Pepe Isbert representa al abuelo que toda una generación de niños tuvimos o deseamos tener: roca a la que asirse y exorcista de todos los diablos que amenazan nuestros sueños infantiles. El ciclista de De Sica encarna la frustración de una época de terror, de los que quedaron inertes en los campos de batalla y que vieron como perecían sus ilusiones, robadas como la bicicleta, y sólo aliviados por la esperanza de que el niño que los acompaña en su búsqueda fuera capaz de recuperar algún día lo que a ellos les fue vedado. Alain “Rocco” Delón es el símbolo de una juventud urbana, rebelde y pobre, heredera de décadas de destrucción, que reivindica una nueva existencia a puñetazo limpio sobre la lona de la vida.

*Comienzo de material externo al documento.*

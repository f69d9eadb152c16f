//! Scheduled backups through the user's crontab.

use std::path::Path;

use tracing::info;

use crate::error::{BasekitError, Result};
use crate::exec::{CommandRunner, CommandSpec};

/// Marks the lines this tool owns so they can be replaced or removed.
pub const CRON_TAG: &str = "# basekit-backup";
pub const DEFAULT_SCHEDULE: &str = "0 2 * * *";

/// The crontab line that runs `<exe> backup` from `project_dir`.
pub fn cron_line(schedule: &str, project_dir: &Path, exe: &Path, backup_dir: &Path) -> Result<String> {
    if schedule.split_whitespace().count() != 5 {
        return Err(BasekitError::Config {
            key: "schedule".to_string(),
            value: schedule.to_string(),
        });
    }
    // An absolute backup dir replaces the project dir in the join.
    let log = project_dir.join(backup_dir).join("cron.log");
    Ok(format!(
        "{schedule} cd {dir} && {exe} backup >> {log} 2>&1 {CRON_TAG}",
        dir = shell_quote(project_dir),
        exe = shell_quote(exe),
        log = shell_quote(&log),
    ))
}

/// `path` as a single shell word. Plain paths are left bare.
fn shell_quote(path: &Path) -> String {
    let text = path.to_string_lossy();
    let plain = !text.is_empty()
        && text
            .chars()
            .all(|c| c.is_ascii_alphanumeric() || "/._-+:@%=,".contains(c));
    if plain {
        text.into_owned()
    } else {
        format!("'{}'", text.replace('\'', "'\\''"))
    }
}

/// Crontab contents without any tagged lines.
pub fn without_entry(crontab: &str) -> String {
    let mut kept: String = crontab
        .lines()
        .filter(|line| !line.ends_with(CRON_TAG))
        .map(|line| format!("{line}\n"))
        .collect();
    if kept.trim().is_empty() {
        kept.clear();
    }
    kept
}

/// Crontab contents with `line` as the only tagged entry.
pub fn with_entry(crontab: &str, line: &str) -> String {
    let mut updated = without_entry(crontab);
    updated.push_str(line);
    updated.push('\n');
    updated
}

pub fn tagged_entries(crontab: &str) -> Vec<String> {
    crontab
        .lines()
        .filter(|line| line.ends_with(CRON_TAG))
        .map(str::to_string)
        .collect()
}

/// Current crontab, empty when the user has none yet.
pub async fn read_crontab(runner: &dyn CommandRunner) -> Result<String> {
    let spec = CommandSpec::new("crontab").arg("-l");
    let output = runner.output(&spec).await?;
    if output.success() {
        return Ok(String::from_utf8_lossy(&output.stdout).into_owned());
    }
    let stderr = output.stderr_text();
    if stderr.contains("no crontab") {
        Ok(String::new())
    } else {
        Err(BasekitError::CommandFailed {
            command: spec.display(),
            code: output.code,
            stderr,
        })
    }
}

async fn write_crontab(runner: &dyn CommandRunner, contents: String) -> Result<()> {
    runner
        .run(&CommandSpec::new("crontab").arg("-").stdin(contents.into_bytes()))
        .await
        .map(drop)
}

pub async fn install(runner: &dyn CommandRunner, line: &str) -> Result<()> {
    let current = read_crontab(runner).await?;
    write_crontab(runner, with_entry(&current, line)).await?;
    info!(entry = line, "backup schedule installed");
    Ok(())
}

/// Remove tagged lines. Returns how many were removed.
pub async fn remove(runner: &dyn CommandRunner) -> Result<usize> {
    let current = read_crontab(runner).await?;
    let removed = tagged_entries(&current).len();
    if removed > 0 {
        write_crontab(runner, without_entry(&current)).await?;
        info!(removed, "backup schedule removed");
    }
    Ok(removed)
}

pub async fn show(runner: &dyn CommandRunner) -> Result<Vec<String>> {
    Ok(tagged_entries(&read_crontab(runner).await?))
}

#[cfg(test)]
mod tests {
    use super::*;
    use crate::exec::CommandOutput;
    use crate::exec::testing::ScriptedRunner;

    fn line() -> String {
        cron_line(
            DEFAULT_SCHEDULE,
            Path::new("/srv/base"),
            Path::new("/usr/local/bin/basekit"),
            Path::new("backups"),
        )
        .unwrap()
    }

    #[test]
    fn cron_line_runs_backup_from_project_dir() {
        assert_eq!(
            line(),
            "0 2 * * * cd /srv/base && /usr/local/bin/basekit backup >> /srv/base/backups/cron.log 2>&1 # basekit-backup"
        );
    }

    #[test]
    fn cron_line_keeps_absolute_backup_dir() {
        let line = cron_line(
            DEFAULT_SCHEDULE,
            Path::new("/srv/base"),
            Path::new("/usr/local/bin/basekit"),
            Path::new("/var/backups"),
        )
        .unwrap();
        assert!(line.contains(">> /var/backups/cron.log 2>&1"), "{line}");
        assert!(!line.contains("/srv/base/var"));
    }

    #[test]
    fn cron_line_quotes_paths_with_spaces() {
        let line = cron_line(
            DEFAULT_SCHEDULE,
            Path::new("/srv/my base"),
            Path::new("/opt/tools/basekit"),
            Path::new("backups"),
        )
        .unwrap();
        assert_eq!(
            line,
            "0 2 * * * cd '/srv/my base' && /opt/tools/basekit backup >> '/srv/my base/backups/cron.log' 2>&1 # basekit-backup"
        );
    }

    #[test]
    fn shell_quote_escapes_single_quotes() {
        assert_eq!(shell_quote(Path::new("/srv/o'neil")), "'/srv/o'\\''neil'");
    }

    #[test]
    fn cron_line_rejects_bad_schedule() {
        let err = cron_line("@daily", Path::new("/"), Path::new("b"), Path::new("b")).unwrap_err();
        assert!(matches!(err, BasekitError::Config { .. }));
    }

    #[test]
    fn with_entry_replaces_previous_tagged_line() {
        let existing = format!("MAILTO=ops\n5 4 * * * old {CRON_TAG}\n*/5 * * * * other-job\n");
        let updated = with_entry(&existing, &line());
        assert_eq!(tagged_entries(&updated), vec![line()]);
        assert!(updated.starts_with("MAILTO=ops\n*/5 * * * * other-job\n"));
    }

    #[test]
    fn without_entry_of_only_tagged_lines_is_empty() {
        assert_eq!(without_entry(&format!("{}\n", line())), "");
    }

    #[tokio::test]
    async fn install_into_missing_crontab() {
        let runner = ScriptedRunner::new().on(
            "crontab -l",
            CommandOutput::failed(1, "no crontab for deploy"),
        );
        install(&runner, &line()).await.unwrap();
        let written = runner.input_for("crontab -").unwrap();
        assert_eq!(String::from_utf8(written).unwrap(), format!("{}\n", line()));
    }

    #[tokio::test]
    async fn remove_without_entries_writes_nothing() {
        let runner = ScriptedRunner::new().on("crontab -l", CommandOutput::ok("0 * * * * other\n"));
        assert_eq!(remove(&runner).await.unwrap(), 0);
        assert!(runner.input_for("crontab -").is_none());
    }

    #[tokio::test]
    async fn unexpected_crontab_failure_is_fatal() {
        let runner = ScriptedRunner::new().on("crontab -l", CommandOutput::failed(1, "permission denied"));
        assert!(matches!(
            show(&runner).await,
            Err(BasekitError::CommandFailed { .. })
        ));
    }
}
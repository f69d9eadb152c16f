//! Derives an [`AnalysisRecord`] from a GitHub issue.

use std::collections::{BTreeSet, HashSet};
use std::sync::LazyLock;

use regex::Regex;
use tracing::{info, warn};

use super::{AnalysisRecord, IssueType};
use crate::error::{BasekitError, Result};
use crate::git::Git;
use crate::github::{GitHubCli, GitHubIssue, parse_repo_slug};

const BRANCH_SLUG_MAX: usize = 50;

static CHECKLIST_ITEM: LazyLock<Regex> =
    LazyLock::new(|| Regex::new(r"[-*]\s*\[[ xX]\]\s*(.+)").expect("valid checklist regex"));
static NUMBERED_ITEM: LazyLock<Regex> =
    LazyLock::new(|| Regex::new(r"(?m)^\d+\.[ \t]*(.+)").expect("valid numbered regex"));
static CRITERIA_BLOCK: LazyLock<Regex> = LazyLock::new(|| {
    Regex::new(r"(?im)(?:acceptance criteria|requirements?)[:\s]*\n((?:[ \t]*[-*][ \t]*.+\n?)+)")
        .expect("valid criteria regex")
});
static BULLET_ITEM: LazyLock<Regex> =
    LazyLock::new(|| Regex::new(r"[-*][ \t]*(.+)").expect("valid bullet regex"));
static CHECKBOX_PREFIX: LazyLock<Regex> =
    LazyLock::new(|| Regex::new(r"^\[[ xX]\]\s*").expect("valid checkbox regex"));
static QUOTED_FILE: LazyLock<Regex> = LazyLock::new(|| {
    Regex::new(r"`([^`]+\.(?:py|js|html|css|md|txt|json|yml|yaml))`").expect("valid file regex")
});
static PYTHON_FILE: LazyLock<Regex> =
    LazyLock::new(|| Regex::new(r"\b([a-zA-Z_][a-zA-Z0-9_]*\.py)\b").expect("valid py regex"));
static NON_SLUG: LazyLock<Regex> =
    LazyLock::new(|| Regex::new(r"[^\w\s-]").expect("valid slug regex"));
static WHITESPACE: LazyLock<Regex> = LazyLock::new(|| Regex::new(r"\s+").expect("valid ws regex"));

#[derive(Debug, Clone, Copy, PartialEq, Eq)]
pub enum Complexity {
    Simple,
    Medium,
    Complex,
}

impl Complexity {
    pub fn as_str(&self) -> &'static str {
        match self {
            Complexity::Simple => "simple",
            Complexity::Medium => "medium",
            Complexity::Complex => "complex",
        }
    }
}

const COMPLEXITY_KEYWORDS: &[(Complexity, &[&str])] = &[
    (
        Complexity::Simple,
        &["typo", "documentation", "readme", "comment"],
    ),
    (
        Complexity::Medium,
        &["feature", "endpoint", "view", "model", "form"],
    ),
    (
        Complexity::Complex,
        &["authentication", "deployment", "database", "migration", "security"],
    ),
];

/// Classify from labels first, then from words in the title.
pub fn classify(labels: &[String], title: &str) -> IssueType {
    let has = |names: &[&str]| labels.iter().any(|l| names.contains(&l.to_lowercase().as_str()));
    if has(&["bug", "fix"]) {
        return IssueType::Fix;
    }
    if has(&["enhancement", "improvement"]) {
        return IssueType::Enhancement;
    }
    if has(&["feature", "new"]) {
        return IssueType::Feature;
    }
    if has(&["docs", "documentation"]) {
        return IssueType::Docs;
    }
    if has(&["test"]) {
        return IssueType::Test;
    }

    let title = title.to_lowercase();
    let mentions = |words: &[&str]| words.iter().any(|w| title.contains(w));
    if mentions(&["fix", "bug", "error", "issue"]) {
        IssueType::Fix
    } else if mentions(&["add", "new", "create", "implement"]) {
        IssueType::Feature
    } else if mentions(&["improve", "enhance", "update"]) {
        IssueType::Enhancement
    } else {
        IssueType::Feature
    }
}

/// `<type>/issue-<N>-<slug>` with the slug capped at 50 characters.
pub fn branch_name(issue_type: IssueType, number: u64, title: &str) -> String {
    let lowered = title.to_lowercase();
    let cleaned = NON_SLUG.replace_all(&lowered, "");
    let slug = WHITESPACE.replace_all(cleaned.trim(), "-");
    let slug: String = slug.chars().take(BRANCH_SLUG_MAX).collect();
    let slug = slug.trim_end_matches('-');
    if slug.is_empty() {
        format!("{issue_type}/issue-{number}")
    } else {
        format!("{issue_type}/issue-{number}-{slug}")
    }
}

/// Checklist, numbered and acceptance-criteria items, in that order,
/// trimmed and de-duplicated.
pub fn extract_requirements(body: &str) -> Vec<String> {
    let mut found: Vec<String> = Vec::new();
    found.extend(CHECKLIST_ITEM.captures_iter(body).map(|c| c[1].to_string()));
    found.extend(NUMBERED_ITEM.captures_iter(body).map(|c| c[1].to_string()));
    if let Some(block) = CRITERIA_BLOCK.captures(body) {
        found.extend(
            BULLET_ITEM
                .captures_iter(&block[1])
                .map(|c| CHECKBOX_PREFIX.replace(&c[1], "").into_owned()),
        );
    }

    let mut seen = HashSet::new();
    found
        .into_iter()
        .map(|r| r.trim().to_string())
        .filter(|r| !r.is_empty() && seen.insert(r.clone()))
        .collect()
}

pub fn assess_complexity(title: &str, body: &str, requirement_count: usize) -> Complexity {
    let text = format!("{title} {body}").to_lowercase();
    for (complexity, keywords) in COMPLEXITY_KEYWORDS {
        if keywords.iter().any(|k| text.contains(k)) {
            return *complexity;
        }
    }
    match requirement_count {
        0..=2 => Complexity::Simple,
        3..=5 => Complexity::Medium,
        _ => Complexity::Complex,
    }
}

/// Explicitly mentioned files plus files implied by keywords, sorted.
pub fn files_to_modify(title: &str, body: &str) -> Vec<String> {
    let text = format!("{title} {body}").to_lowercase();
    let mut files = BTreeSet::new();

    files.extend(QUOTED_FILE.captures_iter(&text).map(|c| c[1].to_string()));
    files.extend(PYTHON_FILE.captures_iter(&text).map(|c| c[1].to_string()));

    let mentions = |words: &[&str]| words.iter().any(|w| text.contains(w));
    let inferred: &[(&[&str], &[&str])] = &[
        (&["model", "database"], &["models.py"]),
        (&["api", "endpoint"], &["views.py", "serializers.py", "urls.py"]),
        (&["admin"], &["admin.py"]),
        (&["test"], &["tests.py"]),
        (&["migration"], &["migrations/"]),
        (
            &["deployment", "docker"],
            &["Dockerfile", "docker-compose.yml", "requirements.txt"],
        ),
    ];
    for &(keywords, implied) in inferred {
        if mentions(keywords) {
            files.extend(implied.iter().map(|f| f.to_string()));
        }
    }

    files.into_iter().collect()
}

/// Build the record from a fetched issue. Pure.
pub fn analyze_issue(issue: &GitHubIssue) -> AnalysisRecord {
    let body = issue.body.clone().unwrap_or_default();
    let labels = issue.label_names();
    let issue_type = classify(&labels, &issue.title);
    let requirements = extract_requirements(&body);
    let complexity = assess_complexity(&issue.title, &body, requirements.len());

    AnalysisRecord {
        number: issue.number,
        branch_name: branch_name(issue_type, issue.number, &issue.title),
        files_to_modify: files_to_modify(&issue.title, &body),
        complexity: complexity.as_str().to_string(),
        title: issue.title.clone(),
        issue_type,
        requirements,
        labels,
        url: issue.url.clone(),
        body,
    }
}

/// Fetches issues through `gh` and analyzes them.
pub struct IssueAnalyzer {
    github: GitHubCli,
    git: Git,
    repo: Option<String>,
}

impl IssueAnalyzer {
    pub fn new(github: GitHubCli, git: Git, repo: Option<String>) -> Self {
        Self { github, git, repo }
    }

    /// Configured `owner/repo`, or the one behind the git remote.
    pub async fn repository(&self) -> Result<String> {
        if let Some(repo) = &self.repo {
            return Ok(repo.clone());
        }
        let url = self.git.remote_url().await?;
        parse_repo_slug(&url).ok_or(BasekitError::UnknownRepository(url))
    }

    pub async fn fetch(&self, number: u64) -> Result<GitHubIssue> {
        let repo = self.repository().await?;
        let issue = self.github.fetch_issue(&repo, number).await?;
        if issue.is_closed() {
            warn!(issue = number, "issue is already closed");
        }
        Ok(issue)
    }

    pub async fn analyze(&self, number: u64) -> Result<AnalysisRecord> {
        let record = analyze_issue(&self.fetch(number).await?);
        info!(
            issue = record.number,
            issue_type = %record.issue_type,
            complexity = %record.complexity,
            branch = %record.branch_name,
            "issue analyzed"
        );
        Ok(record)
    }
}
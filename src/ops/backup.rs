//! Compressed PostgreSQL dumps with a retention window.

use std::fs::File;
use std::io::{BufWriter, Write};
use std::path::{Path, PathBuf};

use chrono::{DateTime, Local, NaiveDateTime, TimeDelta};
use flate2::Compression;
use flate2::write::GzEncoder;
use tracing::{info, warn};

use super::{append_log, compose_exec_db};
use crate::config::Settings;
use crate::error::{BasekitError, Result};
use crate::exec::{CommandRunner, ensure_success};

pub const BACKUP_PREFIX: &str = "backup_";
pub const BACKUP_SUFFIX: &str = ".sql.gz";
const TIMESTAMP_FORMAT: &str = "%Y%m%d_%H%M%S";

#[derive(Debug, Clone, PartialEq, Eq)]
pub struct BackupReport {
    pub file: PathBuf,
    pub bytes: u64,
    pub pruned: Vec<PathBuf>,
}

/// `backup_<YYYYmmdd_HHMMSS>.sql.gz`
pub fn backup_file_name(at: NaiveDateTime) -> String {
    format!("{BACKUP_PREFIX}{}{BACKUP_SUFFIX}", at.format(TIMESTAMP_FORMAT))
}

/// Timestamp embedded in a backup file name, if it follows the pattern.
pub fn backup_timestamp(name: &str) -> Option<NaiveDateTime> {
    let stamp = name.strip_prefix(BACKUP_PREFIX)?.strip_suffix(BACKUP_SUFFIX)?;
    NaiveDateTime::parse_from_str(stamp, TIMESTAMP_FORMAT).ok()
}

fn is_backup(path: &Path) -> bool {
    path.file_name()
        .and_then(|n| n.to_str())
        .is_some_and(|n| n.ends_with(BACKUP_SUFFIX))
}

/// When a backup was taken: from its name, else from its mtime.
fn backup_age_key(path: &Path) -> Option<NaiveDateTime> {
    let from_name = path
        .file_name()
        .and_then(|n| n.to_str())
        .and_then(backup_timestamp);
    from_name.or_else(|| {
        let modified = std::fs::metadata(path).and_then(|m| m.modified()).ok()?;
        Some(DateTime::<Local>::from(modified).naive_local())
    })
}

/// All `*.sql.gz` files in `dir`, oldest first.
pub fn list_backups(dir: &Path) -> Result<Vec<PathBuf>> {
    let entries = match std::fs::read_dir(dir) {
        Ok(entries) => entries,
        Err(e) if e.kind() == std::io::ErrorKind::NotFound => return Ok(Vec::new()),
        Err(e) => return Err(BasekitError::io(dir, e)),
    };
    let mut backups: Vec<(Option<NaiveDateTime>, PathBuf)> = entries
        .filter_map(|entry| entry.ok().map(|e| e.path()))
        .filter(|path| path.is_file() && is_backup(path))
        .map(|path| (backup_age_key(&path), path))
        .collect();
    backups.sort();
    Ok(backups.into_iter().map(|(_, path)| path).collect())
}

/// Delete backups older than `retention_days` relative to `now`, never
/// touching `keep`.
pub fn prune_backups(
    dir: &Path,
    retention_days: u32,
    now: NaiveDateTime,
    keep: &Path,
) -> Result<Vec<PathBuf>> {
    let cutoff = now - TimeDelta::days(i64::from(retention_days));
    let mut pruned = Vec::new();
    for path in list_backups(dir)? {
        if path == keep {
            continue;
        }
        if backup_age_key(&path).is_some_and(|taken| taken < cutoff) {
            std::fs::remove_file(&path).map_err(|e| BasekitError::io(&path, e))?;
            info!(file = %path.display(), "removed expired backup");
            pruned.push(path);
        }
    }
    Ok(pruned)
}

/// Dump, compress, write, prune. Every outcome is recorded in the backup log.
pub async fn run_backup(
    runner: &dyn CommandRunner,
    settings: &Settings,
    now: NaiveDateTime,
) -> Result<BackupReport> {
    let dir = &settings.backup_dir;
    std::fs::create_dir_all(dir).map_err(|e| BasekitError::io(dir, e))?;

    let result = dump_and_prune(runner, settings, now).await;
    let entry = match &result {
        Ok(report) => format!(
            "backup created: {} ({} bytes, {} expired removed)",
            report.file.display(),
            report.bytes,
            report.pruned.len()
        ),
        Err(e) => format!("backup failed: {e}"),
    };
    if let Err(e) = append_log(dir, &entry) {
        warn!(error = %e, "could not write backup log");
    }
    result
}

async fn dump_and_prune(
    runner: &dyn CommandRunner,
    settings: &Settings,
    now: NaiveDateTime,
) -> Result<BackupReport> {
    let file = settings.backup_dir.join(backup_file_name(now));
    // Written under a name `list_backups` ignores until the dump is complete.
    let partial = file.with_extension("gz.partial");

    if let Err(e) = dump_compressed(runner, settings, &partial).await {
        let _ = std::fs::remove_file(&partial);
        return Err(e);
    }
    std::fs::rename(&partial, &file).map_err(|e| BasekitError::io(&file, e))?;
    let bytes = std::fs::metadata(&file)
        .map_err(|e| BasekitError::io(&file, e))?
        .len();
    info!(file = %file.display(), bytes, "backup written");

    let pruned = prune_backups(&settings.backup_dir, settings.retention_days, now, &file)?;
    Ok(BackupReport {
        file,
        bytes,
        pruned,
    })
}

/// Stream `pg_dump` output through gzip straight into `path`.
async fn dump_compressed(runner: &dyn CommandRunner, settings: &Settings, path: &Path) -> Result<()> {
    let dump_cmd = compose_exec_db(settings).args([
        "pg_dump",
        "-U",
        settings.db_user.as_str(),
        settings.db_name.as_str(),
    ]);
    info!(database = %settings.db_name, service = %settings.db_service, "dumping database");

    let out = File::create(path).map_err(|e| BasekitError::io(path, e))?;
    let mut encoder = GzEncoder::new(BufWriter::new(out), Compression::default());
    let (output, dumped) = runner.stream_to(&dump_cmd, &mut encoder).await?;
    ensure_success(&dump_cmd, output)?;
    if dumped == 0 {
        return Err(BasekitError::EmptyDump);
    }
    encoder
        .finish()
        .and_then(|mut writer| writer.flush())
        .map_err(|e| BasekitError::io(path, e))
}

#[cfg(test)]
mod tests {
    use std::io::Read;

    use chrono::NaiveDate;
    use flate2::read::GzDecoder;
    use tempfile::TempDir;

    use super::*;
    use crate::exec::CommandOutput;
    use crate::exec::testing::ScriptedRunner;
    use crate::ops::BACKUP_LOG;

    fn at(day: u32, hour: u32) -> NaiveDateTime {
        NaiveDate::from_ymd_opt(2026, 3, day)
            .unwrap()
            .and_hms_opt(hour, 0, 0)
            .unwrap()
    }

    fn settings(dir: &TempDir) -> Settings {
        Settings {
            backup_dir: dir.path().join("backups"),
            db_name: "base".to_string(),
            db_user: "django".to_string(),
            ..Settings::default()
        }
    }

    fn dumping_runner() -> ScriptedRunner {
        ScriptedRunner::new()
            .on("docker-compose exec -T db pg_dump", CommandOutput::ok("CREATE TABLE users();"))
    }

    fn gunzip(path: &Path) -> String {
        let mut sql = String::new();
        GzDecoder::new(File::open(path).unwrap())
            .read_to_string(&mut sql)
            .unwrap();
        sql
    }

    #[test]
    fn file_name_round_trips_timestamp() {
        let name = backup_file_name(at(14, 2));
        assert_eq!(name, "backup_20260314_020000.sql.gz");
        assert_eq!(backup_timestamp(&name), Some(at(14, 2)));
        assert_eq!(backup_timestamp("notes.sql.gz"), None);
    }

    #[tokio::test]
    async fn backup_writes_one_file_and_prunes_expired() {
        let dir = TempDir::new().unwrap();
        let settings = settings(&dir);
        std::fs::create_dir_all(&settings.backup_dir).unwrap();
        let expired = settings.backup_dir.join(backup_file_name(at(1, 2)));
        let recent = settings.backup_dir.join(backup_file_name(at(12, 2)));
        let unrelated = settings.backup_dir.join("README.txt");
        for path in [&expired, &recent, &unrelated] {
            std::fs::write(path, b"x").unwrap();
        }

        let runner = dumping_runner();
        let report = run_backup(&runner, &settings, at(14, 2)).await.unwrap();

        assert_eq!(report.file, settings.backup_dir.join("backup_20260314_020000.sql.gz"));
        assert_eq!(gunzip(&report.file), "CREATE TABLE users();");
        assert_eq!(report.bytes, std::fs::metadata(&report.file).unwrap().len());
        assert_eq!(report.pruned, vec![expired.clone()]);
        assert!(!expired.exists());
        assert!(recent.exists());
        assert!(unrelated.exists());

        let backups = list_backups(&settings.backup_dir).unwrap();
        assert_eq!(backups, vec![recent, report.file.clone()]);
        assert!(runner.called("docker-compose exec -T db pg_dump -U django base"));

        let log = std::fs::read_to_string(settings.backup_dir.join(BACKUP_LOG)).unwrap();
        assert!(log.contains("backup created"));
    }

    #[tokio::test]
    async fn empty_dump_leaves_no_file() {
        let dir = TempDir::new().unwrap();
        let settings = settings(&dir);
        let runner = ScriptedRunner::new().on("docker-compose", CommandOutput::ok(""));

        let err = run_backup(&runner, &settings, at(14, 2)).await.unwrap_err();
        assert!(matches!(err, BasekitError::EmptyDump));
        let leftovers: Vec<_> = std::fs::read_dir(&settings.backup_dir)
            .unwrap()
            .map(|e| e.unwrap().file_name())
            .collect();
        assert_eq!(leftovers, vec![BACKUP_LOG]);
        let log = std::fs::read_to_string(settings.backup_dir.join(BACKUP_LOG)).unwrap();
        assert!(log.contains("backup failed"));
    }

    #[tokio::test]
    async fn failed_dump_is_fatal() {
        let dir = TempDir::new().unwrap();
        let settings = settings(&dir);
        let runner = ScriptedRunner::new().on(
            "docker-compose",
            CommandOutput::failed(1, "service \"db\" is not running"),
        );
        assert!(matches!(
            run_backup(&runner, &settings, at(14, 2)).await,
            Err(BasekitError::CommandFailed { .. })
        ));
        assert!(list_backups(&settings.backup_dir).unwrap().is_empty());
        assert!(!settings.backup_dir.join("backup_20260314_020000.sql.gz.partial").exists());
    }

    #[test]
    fn prune_keeps_files_inside_window() {
        let dir = TempDir::new().unwrap();
        let edge = dir.path().join(backup_file_name(at(7, 2)));
        std::fs::write(&edge, b"x").unwrap();
        let pruned = prune_backups(dir.path(), 7, at(14, 2), Path::new("")).unwrap();
        assert!(pruned.is_empty());
        assert!(edge.exists());
    }

    #[test]
    fn listing_missing_dir_is_empty() {
        let dir = TempDir::new().unwrap();
        assert!(list_backups(&dir.path().join("nope")).unwrap().is_empty());
    }
}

Todos y cada uno de esos personajes fueron prototipos de una realidad, de un momento concreto. Todos vivieron en unas calles y habitaron en unos pueblos que cualquier espectador de cine de barrio podía reconocer como propios. Y tal era la precisión de lo retratado, que se convirtieron en documentos históricos, en pruebas irrefutables de lo que un día existió, ante las que nada pudieron hacer la censura de los hombres y el olvido de las naciones.
Ahora, en la era digital, la realidad es virtual y su registro engendra productos en los que la ética ha sido sustituida por la estética. “El ladrón de bicicletas” resultaría a todas luces imposible en la actualidad, y no porque no haya velocípedos que robar, sino porque las calles sucias y mal empedradas de una ciudad real no encajan en eso que ahora se llama diseño de producción. En la filmografía actual es tan difícil encontrar instantes de vida, como personajes auténticos, a pesar de los esfuerzos por la dramatización. Así, hoy en día, una secuencia puede resultar una suerte de “Frankenstein” del celuloide: en la primera escena el actor entra en una casa situada en Nueva York; en la segunda se sienta en el sillón de un salón parisino; en la tercera enciende un televisor colocado en el mueble-bar de un apartamento de Londres; en la cuarta toma una copa de una mesita que reposa sobre el parqué de un inmueble de Roma… Al espectador, que reposa en la butaca ergonómica de un cine “dolby estéreo” y “THX”, se le ha hecho creer que el protagonista acaba de hacer su entrada en los salones privados de Vladímir Putin, en el corazón del Kremlin.
Y ese es el legado por el que las nuevas generaciones nos recordarán. Tiemblo al pensar en ello. Sólo me reconforta imaginar que, quizás, con un poco de suerte, alguno de nuestros tataranietos desempolve las imágenes de un telediario.